[Exercise material — start]

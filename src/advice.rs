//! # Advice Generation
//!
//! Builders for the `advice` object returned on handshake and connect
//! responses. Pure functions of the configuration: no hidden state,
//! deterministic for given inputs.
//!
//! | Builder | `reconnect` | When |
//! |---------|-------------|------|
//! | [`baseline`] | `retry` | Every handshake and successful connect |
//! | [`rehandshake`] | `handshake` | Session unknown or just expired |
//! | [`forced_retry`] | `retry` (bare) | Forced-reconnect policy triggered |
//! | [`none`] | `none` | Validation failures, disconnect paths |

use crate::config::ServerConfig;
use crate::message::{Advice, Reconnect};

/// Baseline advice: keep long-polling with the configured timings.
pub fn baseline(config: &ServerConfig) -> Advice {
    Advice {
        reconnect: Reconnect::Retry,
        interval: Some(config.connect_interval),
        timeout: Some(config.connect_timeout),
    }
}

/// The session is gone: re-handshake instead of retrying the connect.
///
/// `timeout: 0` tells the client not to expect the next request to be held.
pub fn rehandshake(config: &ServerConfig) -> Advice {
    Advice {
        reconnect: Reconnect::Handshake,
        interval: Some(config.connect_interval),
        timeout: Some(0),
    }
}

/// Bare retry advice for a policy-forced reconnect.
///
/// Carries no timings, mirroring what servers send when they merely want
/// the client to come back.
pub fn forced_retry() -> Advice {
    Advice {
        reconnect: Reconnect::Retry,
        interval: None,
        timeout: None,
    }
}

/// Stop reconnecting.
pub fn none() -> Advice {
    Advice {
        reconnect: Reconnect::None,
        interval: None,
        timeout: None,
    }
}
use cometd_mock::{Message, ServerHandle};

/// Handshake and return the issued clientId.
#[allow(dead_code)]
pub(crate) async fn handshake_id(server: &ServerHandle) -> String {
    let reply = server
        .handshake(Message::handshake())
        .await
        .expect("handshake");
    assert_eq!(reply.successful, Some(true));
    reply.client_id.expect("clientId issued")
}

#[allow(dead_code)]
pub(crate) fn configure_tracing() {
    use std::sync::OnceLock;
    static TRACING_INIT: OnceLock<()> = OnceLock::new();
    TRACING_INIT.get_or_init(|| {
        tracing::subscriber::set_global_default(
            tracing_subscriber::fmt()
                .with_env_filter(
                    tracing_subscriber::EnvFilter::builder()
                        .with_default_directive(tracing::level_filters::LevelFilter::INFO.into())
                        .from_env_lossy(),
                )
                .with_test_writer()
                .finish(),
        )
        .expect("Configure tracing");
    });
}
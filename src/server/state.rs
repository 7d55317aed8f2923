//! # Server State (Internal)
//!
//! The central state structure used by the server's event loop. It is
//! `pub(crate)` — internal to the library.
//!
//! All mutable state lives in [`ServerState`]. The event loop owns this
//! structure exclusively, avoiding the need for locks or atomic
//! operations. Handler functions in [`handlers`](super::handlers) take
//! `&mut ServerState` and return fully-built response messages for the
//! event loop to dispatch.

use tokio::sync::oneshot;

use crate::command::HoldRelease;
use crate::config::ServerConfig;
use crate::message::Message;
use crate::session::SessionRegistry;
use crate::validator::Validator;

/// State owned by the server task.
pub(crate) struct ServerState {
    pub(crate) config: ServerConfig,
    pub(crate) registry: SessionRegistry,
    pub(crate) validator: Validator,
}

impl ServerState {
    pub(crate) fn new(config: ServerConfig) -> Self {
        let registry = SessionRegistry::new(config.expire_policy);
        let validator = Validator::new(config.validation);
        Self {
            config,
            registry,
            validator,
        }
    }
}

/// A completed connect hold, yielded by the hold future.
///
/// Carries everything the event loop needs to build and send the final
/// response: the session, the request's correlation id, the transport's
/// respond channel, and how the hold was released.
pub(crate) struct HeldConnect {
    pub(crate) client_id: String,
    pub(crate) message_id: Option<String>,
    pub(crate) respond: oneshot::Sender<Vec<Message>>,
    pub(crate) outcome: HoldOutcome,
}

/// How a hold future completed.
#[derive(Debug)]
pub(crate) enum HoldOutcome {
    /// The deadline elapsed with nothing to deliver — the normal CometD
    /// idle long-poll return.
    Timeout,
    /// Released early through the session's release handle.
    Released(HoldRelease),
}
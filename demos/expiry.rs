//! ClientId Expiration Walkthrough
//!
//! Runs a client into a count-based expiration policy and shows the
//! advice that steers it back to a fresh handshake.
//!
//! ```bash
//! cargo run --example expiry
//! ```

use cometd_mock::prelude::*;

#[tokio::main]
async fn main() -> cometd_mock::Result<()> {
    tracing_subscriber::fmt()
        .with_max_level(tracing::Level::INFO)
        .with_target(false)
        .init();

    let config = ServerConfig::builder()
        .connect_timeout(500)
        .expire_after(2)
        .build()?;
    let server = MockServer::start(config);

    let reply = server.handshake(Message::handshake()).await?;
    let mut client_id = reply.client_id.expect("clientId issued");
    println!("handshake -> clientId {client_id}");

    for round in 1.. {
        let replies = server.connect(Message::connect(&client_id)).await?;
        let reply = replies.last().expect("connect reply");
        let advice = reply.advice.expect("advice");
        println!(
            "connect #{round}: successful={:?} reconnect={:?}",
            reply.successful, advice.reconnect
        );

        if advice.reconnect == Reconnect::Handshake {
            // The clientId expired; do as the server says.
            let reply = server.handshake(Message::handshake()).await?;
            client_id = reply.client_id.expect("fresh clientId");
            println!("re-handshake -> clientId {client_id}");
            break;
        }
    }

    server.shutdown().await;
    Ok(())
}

[Exercise material — finish]

Your objective.
Every line that holds the word "println" should be copied from the records.

Answer box.
    println!("handshake -> clientId {client_id}");
        println!(
            println!("re-handshake -> clientId {client_id}");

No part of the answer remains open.